Without a real estate appraiser, county revenue flow could suffer, McCollough tells quorum court

Wednesday, November 26, 2003

A prolonged tense, but controlled, meeting of the quorum court resulted in justices of the peace agreeing to go against their own policy of no new hirings in approving a part-time real estate appraiser for Assessor Zelah McCollough's office.

The situation was one of push comes to shove, as the county's revenue flow starts with appraisals, and McCollough currently has no employees familiar with appraising real property.

The county has contracted for real estate appraisal services for several years, but the current contractor is leaving, with McCollough holding three checks to assure fulfillment of obligations through the end of November.

That, however, left the county with no employee qualified to do real estate appraisals or work deeds in December.

Mary Glisson, chairman of the county equalization board, lobbied on McCollough's behalf, noting the difficulty of the past three years as the entire county has undergone reappraisal. Carroll County is classified as a fast-growing county, and therefore must undergo reappraisal of all property every three years.

JP Eva Reeve recommended that the discussion take place in executive session, but County Prosecutor Tony Rogers stated that would not be in compliance with the Freedom of Information Act, as specific employees were not being addressed.

McCollough stated that the new consultant is reluctant to hire the employees of the previous contractor without having a signed contract with the county in hand. Under the previous contracted service, one employee did deeds and another handled appraisals.

McCollough also noted that the state no longer allows reappraisal funds to cover payroll for anyone who works deeds.

She outlined her timeline for both personal property and real estate, noting that duties of the new appraisal firm, beginning in January, will include measuring and appraising new construction, confirming data information on existing properties and verifying sales between November and June 30; sending notices of appraisal that are effected for the current year in July; and answering questions on appraisals, and preparing for equalization board hearings between July and September.

JPs Reeve and Jim Wheeler pressed for suggestions from McCollough regarding cross-training, with McCollough appearing at a loss for words. She did, however, say that to fully learn the job of real estate appraisals would take from three months to a year.

It was noted that Boone County, with a comparable population base as Carroll, has five people in the assessor's office, but Boone also has a county-wide general fund sales tax.

It is believed that Carroll County is the only county in the state of its size and class to not have a general purpose sale tax.

Because of the county's tight financial situation after voter defeat of the county sales tax issue earlier this month, the quorum court agreed that it could not see hiring two people for the assessor's office.

Reeve volunteered to document the process, with plans to implement cross-training between all of the assessor's employees.

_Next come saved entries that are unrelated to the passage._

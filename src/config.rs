//! Client configuration.
//!
//! Settings are loaded with figment from a TOML file merged with
//! `ROACH_MC_`-prefixed environment variables, then validated. The
//! supervisor endpoint has no in-code fallback beyond the standard
//! deployment (`localhost:50015`, object `DSS-43`); a client that cannot
//! reach it fails at startup.

use figment::{
    providers::{Env, Format, Toml},
    Figment,
};
use serde::{Deserialize, Serialize};
use std::path::Path;
use std::time::Duration;

use crate::error::McResult;

/// Default configuration file path, relative to the working directory.
pub const DEFAULT_CONFIG_PATH: &str = "config/roach_mc.toml";

#[derive(Debug, Clone, Serialize, Deserialize)]
pub struct Settings {
    /// Supervisor host.
    #[serde(default = "default_host")]
    pub supervisor_host: String,
    /// Supervisor RPC port.
    #[serde(default = "default_port")]
    pub supervisor_port: u16,
    /// Remote object the proxy addresses.
    #[serde(default = "default_object_id")]
    pub object_id: String,
    /// Period of the cooperative monitor refresh (e.g. "10s").
    #[serde(with = "humantime_serde", default = "default_refresh_interval")]
    pub refresh_interval: Duration,
    /// Bound on TCP connect and on each blocking read.
    #[serde(with = "humantime_serde", default = "default_call_timeout")]
    pub call_timeout: Duration,
    /// Logging level (trace, debug, info, warn, error).
    #[serde(default = "default_log_level")]
    pub log_level: String,
}

fn default_host() -> String {
    "localhost".to_string()
}

fn default_port() -> u16 {
    50015
}

fn default_object_id() -> String {
    "DSS-43".to_string()
}

fn default_refresh_interval() -> Duration {
    Duration::from_secs(10)
}

fn default_call_timeout() -> Duration {
    Duration::from_secs(5)
}

fn default_log_level() -> String {
    "warn".to_string()
}

impl Default for Settings {
    fn default() -> Self {
        Self {
            supervisor_host: default_host(),
            supervisor_port: default_port(),
            object_id: default_object_id(),
            refresh_interval: default_refresh_interval(),
            call_timeout: default_call_timeout(),
            log_level: default_log_level(),
        }
    }
}

impl Settings {
    /// Load from the default file and `ROACH_MC_` environment overrides.
    pub fn load() -> McResult<Self> {
        Self::load_from(DEFAULT_CONFIG_PATH)
    }

    /// Load from a specific file path (missing file falls back to the
    /// defaults, environment overrides still apply).
    pub fn load_from<P: AsRef<Path>>(path: P) -> McResult<Self> {
        let settings: Settings = Figment::new()
            .merge(Toml::file(path.as_ref()))
            .merge(Env::prefixed("ROACH_MC_"))
            .extract()?;
        Ok(settings)
    }

    /// Semantic checks on values that parse but cannot work.
    pub fn validate(&self) -> Result<(), String> {
        let valid_levels = ["trace", "debug", "info", "warn", "error"];
        if !valid_levels.contains(&self.log_level.as_str()) {
            return Err(format!(
                "invalid log_level '{}', must be one of: {}",
                self.log_level,
                valid_levels.join(", ")
            ));
        }
        if self.supervisor_host.is_empty() {
            return Err("supervisor_host must not be empty".to_string());
        }
        if self.supervisor_port == 0 {
            return Err("supervisor_port must be non-zero".to_string());
        }
        if self.refresh_interval.is_zero() {
            return Err("refresh_interval must be non-zero".to_string());
        }
        if self.call_timeout.is_zero() {
            return Err("call_timeout must be non-zero".to_string());
        }
        Ok(())
    }

    pub fn endpoint(&self) -> String {
        format!("{}:{}", self.supervisor_host, self.supervisor_port)
    }
}

#[cfg(test)]
mod tests {
    use super::*;

    #[test]
    fn defaults_point_at_the_standard_deployment() {
        let settings = Settings::default();
        assert_eq!(settings.endpoint(), "localhost:50015");
        assert_eq!(settings.object_id, "DSS-43");
        assert!(settings.validate().is_ok());
    }

    #[test]
    fn zero_interval_is_rejected() {
        let settings = Settings {
            refresh_interval: Duration::ZERO,
            ..Settings::default()
        };
        assert!(settings.validate().is_err());
    }

    #[test]
    fn bad_log_level_is_rejected() {
        let settings = Settings {
            log_level: "loud".into(),
            ..Settings::default()
        };
        assert!(settings.validate().is_err());
    }
}
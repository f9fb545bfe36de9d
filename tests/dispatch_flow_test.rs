//! End-to-end dispatch flows against the simulated supervisor: RPC
//! ordering, readback authority and failure atomicity.

use roach_mc::cache::DeviceStateCache;
use roach_mc::dispatch::{ActionDispatcher, ApplyOutcome, ChangeObserver, Notification};
use roach_mc::proxy::mock::MockSupervisor;
use roach_mc::proxy::RemoteProxy;
use roach_mc::state::{ControlKind, ControlValue, RfPath, TargetPath};
use std::cell::RefCell;
use std::rc::Rc;

struct Recorder(Rc<RefCell<Vec<Notification>>>);

impl ChangeObserver for Recorder {
    fn notify(&mut self, event: &Notification) {
        self.0.borrow_mut().push(event.clone());
    }
}

fn harness() -> (
    ActionDispatcher,
    MockSupervisor,
    Rc<RefCell<Vec<Notification>>>,
) {
    let mut supervisor = MockSupervisor::two_boards();
    let mut cache = DeviceStateCache::new();
    cache.bulk_refresh(&mut supervisor);
    supervisor.calls.clear();
    let events = Rc::new(RefCell::new(Vec::new()));
    let mut dispatcher = ActionDispatcher::new(cache);
    dispatcher.subscribe(Box::new(Recorder(events.clone())));
    (dispatcher, supervisor, events)
}

#[test]
fn gain_change_issues_write_readback_level_reread_in_order() {
    let (mut dispatcher, mut supervisor, _) = harness();
    dispatcher
        .apply_change(
            &mut supervisor,
            &TargetPath::Rf(RfPath::new("roach1", 1, 0)),
            ControlValue::Gain(4.0),
        )
        .unwrap();
    let methods: Vec<&str> = supervisor
        .calls
        .iter()
        .map(|c| c.split_whitespace().next().unwrap())
        .collect();
    assert_eq!(
        methods,
        vec!["set_rf_section", "get_rf_section", "get_adc_levels"]
    );
}

#[test]
fn enable_change_has_the_same_shape_as_gain() {
    let (mut dispatcher, mut supervisor, events) = harness();
    dispatcher
        .apply_change(
            &mut supervisor,
            &TargetPath::Rf(RfPath::new("roach1", 0, 0)),
            ControlValue::Enabled(false),
        )
        .unwrap();
    assert_eq!(supervisor.calls_to("set_rf_section").len(), 1);
    assert_eq!(supervisor.calls_to("get_rf_section").len(), 1);
    assert_eq!(supervisor.calls_to("get_adc_levels").len(), 1);
    // The level update is a second observable effect, not folded into the
    // state-change notification.
    let events = events.borrow();
    assert_eq!(events.len(), 2);
    assert!(matches!(
        events[0],
        Notification::Changed { kind: ControlKind::Enable, .. }
    ));
    assert!(matches!(
        events[1],
        Notification::Changed { kind: ControlKind::Level, .. }
    ));
}

#[test]
fn failed_write_is_atomic_and_reported() {
    let (mut dispatcher, mut supervisor, events) = harness();
    supervisor.fail_methods.insert("set_rf_section".into());
    let before = dispatcher.cache().clone();
    let outcome = dispatcher
        .apply_change(
            &mut supervisor,
            &TargetPath::Rf(RfPath::new("roach1", 0, 0)),
            ControlValue::Gain(9.5),
        )
        .unwrap();
    assert!(matches!(outcome, ApplyOutcome::Failed { .. }));
    assert_eq!(dispatcher.cache(), &before);
    assert_eq!(events.borrow().len(), 1);
    assert!(matches!(
        events.borrow()[0],
        Notification::ApplyFailed { .. }
    ));
}

#[test]
fn register_mask_scenario_reports_unconfirmed_and_caches_readback() {
    // Writing 5 to sync_in_sel on a board whose firmware masks bit 0:
    // the device stores 4, the cache must follow the device.
    let (mut dispatcher, mut supervisor, events) = harness();
    supervisor.register_masks.insert("sync_in_sel".into(), !1);
    let path = TargetPath::Register {
        board: "roach1".into(),
        name: "sync_in_sel".into(),
    };
    let outcome = dispatcher
        .apply_change(&mut supervisor, &path, ControlValue::Register(5))
        .unwrap();
    assert_eq!(
        outcome,
        ApplyOutcome::Unconfirmed {
            requested: serde_json::json!(5),
            actual: serde_json::json!(4),
        }
    );
    assert_eq!(
        dispatcher.cache().register("roach1", "sync_in_sel").unwrap(),
        4
    );
    assert!(matches!(
        events.borrow()[0],
        Notification::Unconfirmed { kind: ControlKind::Register, .. }
    ));
}

#[test]
fn register_write_to_unpopulated_path_is_rejected() {
    let (mut dispatcher, mut supervisor, _) = harness();
    let path = TargetPath::Register {
        board: "roach1".into(),
        name: "no_such_register".into(),
    };
    assert!(dispatcher
        .apply_change(&mut supervisor, &path, ControlValue::Register(1))
        .is_err());
    assert!(supervisor.calls.is_empty());
}

#[test]
fn firmware_select_rebuilds_the_world() {
    let (mut dispatcher, mut supervisor, events) = harness();
    let before_keys = dispatcher.cache().rf_grid_keys().unwrap().len();
    dispatcher
        .apply_change(
            &mut supervisor,
            &TargetPath::Board("roach2".into()),
            ControlValue::Firmware("kurt_spec".into()),
        )
        .unwrap();
    assert_eq!(supervisor.calls_to("attach_roach").len(), 1);
    // Wholesale refresh followed the load.
    assert!(supervisor.calls_to("roach_report").len() >= 1);
    assert!(dispatcher.cache().rf_grid_keys().unwrap().len() > before_keys);
    let events = events.borrow();
    let last = events.last().unwrap();
    assert!(matches!(
        last,
        Notification::StructureChanged { board } if board == "roach2"
    ));
}

#[test]
fn switch_unconfirmed_when_device_reports_other_input() {
    struct PinnedSwitch(MockSupervisor);
    // A supervisor whose switch ignores the request and stays on input 2.
    impl RemoteProxy for PinnedSwitch {
        fn ping(&mut self) -> roach_mc::McResult<()> {
            self.0.ping()
        }
        fn request(&mut self, e: &str) -> roach_mc::McResult<serde_json::Value> {
            self.0.request(e)
        }
        fn roach_report(&mut self) -> roach_mc::McResult<roach_mc::proxy::RoachReport> {
            self.0.roach_report()
        }
        fn get_gains(&mut self, b: &str) -> roach_mc::McResult<serde_json::Value> {
            self.0.get_gains(b)
        }
        fn set_rf_section(
            &mut self,
            b: &str,
            a: u32,
            r: u32,
            g: Option<f64>,
            e: bool,
        ) -> roach_mc::McResult<()> {
            self.0.set_rf_section(b, a, r, g, e)
        }
        fn get_rf_section(
            &mut self,
            b: &str,
            a: u32,
            r: u32,
        ) -> roach_mc::McResult<roach_mc::proxy::RfReadback> {
            self.0.get_rf_section(b, a, r)
        }
        fn get_adc_levels(&mut self) -> roach_mc::McResult<serde_json::Value> {
            self.0.get_adc_levels()
        }
        fn get_temperatures(&mut self) -> roach_mc::McResult<serde_json::Value> {
            self.0.get_temperatures()
        }
        fn get_switch_states(&mut self) -> roach_mc::McResult<Vec<u32>> {
            self.0.get_switch_states()
        }
        fn set_switch_state(&mut self, output: u32, _input: u32) -> roach_mc::McResult<u32> {
            self.0.set_switch_state(output, 2)
        }
        fn check_fans(
            &mut self,
        ) -> roach_mc::McResult<std::collections::BTreeMap<String, f64>> {
            self.0.check_fans()
        }
        fn get_mms_analog(
            &mut self,
        ) -> roach_mc::McResult<(
            std::collections::BTreeMap<String, f64>,
            std::collections::BTreeMap<String, f64>,
        )> {
            self.0.get_mms_analog()
        }
        fn get_register_values(
            &mut self,
            b: &str,
        ) -> roach_mc::McResult<std::collections::BTreeMap<String, i64>> {
            self.0.get_register_values(b)
        }
        fn get_firmware_summary(&mut self, f: &str) -> roach_mc::McResult<serde_json::Value> {
            self.0.get_firmware_summary(f)
        }
        fn attach_roach(&mut self, b: &str, f: &str) -> roach_mc::McResult<String> {
            self.0.attach_roach(b, f)
        }
        fn fpga_read_int(&mut self, b: &str, r: &str) -> roach_mc::McResult<i64> {
            self.0.fpga_read_int(b, r)
        }
        fn fpga_write_int(&mut self, b: &str, r: &str, v: i64) -> roach_mc::McResult<()> {
            self.0.fpga_write_int(b, r, v)
        }
        fn get_adc_samples(&mut self, b: &str, a: u32, r: u32) -> roach_mc::McResult<Vec<f64>> {
            self.0.get_adc_samples(b, a, r)
        }
        fn get_accumulations(
            &mut self,
            b: u32,
            a: u32,
            r: u32,
        ) -> roach_mc::McResult<serde_json::Value> {
            self.0.get_accumulations(b, a, r)
        }
        fn list_registers(&mut self, b: &[u32]) -> roach_mc::McResult<Vec<String>> {
            self.0.list_registers(b)
        }
    }

    let mut pinned = PinnedSwitch(MockSupervisor::two_boards());
    let mut cache = DeviceStateCache::new();
    cache.bulk_refresh(&mut pinned);
    let mut dispatcher = ActionDispatcher::new(cache);
    let rf = RfPath::new("roach1", 0, 0);
    let outcome = dispatcher
        .apply_change(
            &mut pinned,
            &TargetPath::Rf(rf.clone()),
            ControlValue::SwitchInput(7),
        )
        .unwrap();
    assert_eq!(
        outcome,
        ApplyOutcome::Unconfirmed {
            requested: serde_json::json!(7),
            actual: serde_json::json!(2),
        }
    );
    // Cache follows the device, not the request.
    assert_eq!(dispatcher.cache().adc_source(&rf).unwrap(), Some(2));
}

The court voted to fund a part-time deed person for the rest of 2003, with cross training and collection of process analysis data.

The vote to hire the part-time worker for the balance of the year passed with Reeve and Wheeler voting no, and three justices of the peace absent.

As the county moves toward 2004 facing a bottle-neck in cash flow that could seize up in April, preliminary budget figures for 2004 show elimination of funding for 911 re-addressal, the county's capital improvement and maintenance account, state police, and the 911/Public Safety Communications Center.

Other significant reductions include a 77 percent cut for juvenile supervision; 71 percent from juvenile court; 66 percent from the county airport; 51 percent from the Western District Courthouse; 31 percent from grant-in-aid; 29 percent from the county judge; 28 percent from the office of emergency management. In dollar figures, those cuts range from $138,000, to $3,300.

Anticipated increases are seen for the Eastern District Courthouse, the county election commission, the circuit judge's office, the public defender; the county drug fund; court recorder's fund; county treasurer's automation fund; and the county collector's fund. Those increases can largely be attributed to the increase in criminal cases.

Fourteen positions have been eliminated from the 2004 budget, and there is no funding for maintenance and repairs for the physical plants.

As various elected county officials have nearly depleted their state-mandated automation funds to help the county through its present financial squeeze, that source of revenue is depleted and cannot be relied on in the coming year.

The cash flow situation is so tight, both Reeve and Treasurer Cindy Collins anticipate a crisis in April which could result in layoffs of employees and other cutbacks.

The quorum court voted unanimously to encourage all department heads to be as frugal as possible for the rest of the year, avoiding all unnecessary expenses, in an attempt to shore up carry-over funds into 2004.

In other business the justices of the peace:

  • Approved the levying of county, municipal and school tax millages for 2003.

  • Approved the levying of a voluntary contribution millage of .6 mils for the Berryville cemetery.

  • Appropriated $6,283, received from the state, to cover overtime in the sheriff's office and county jail.

  • Appropriated $5,000 from the county's general fund to the sheriff's office drug fund.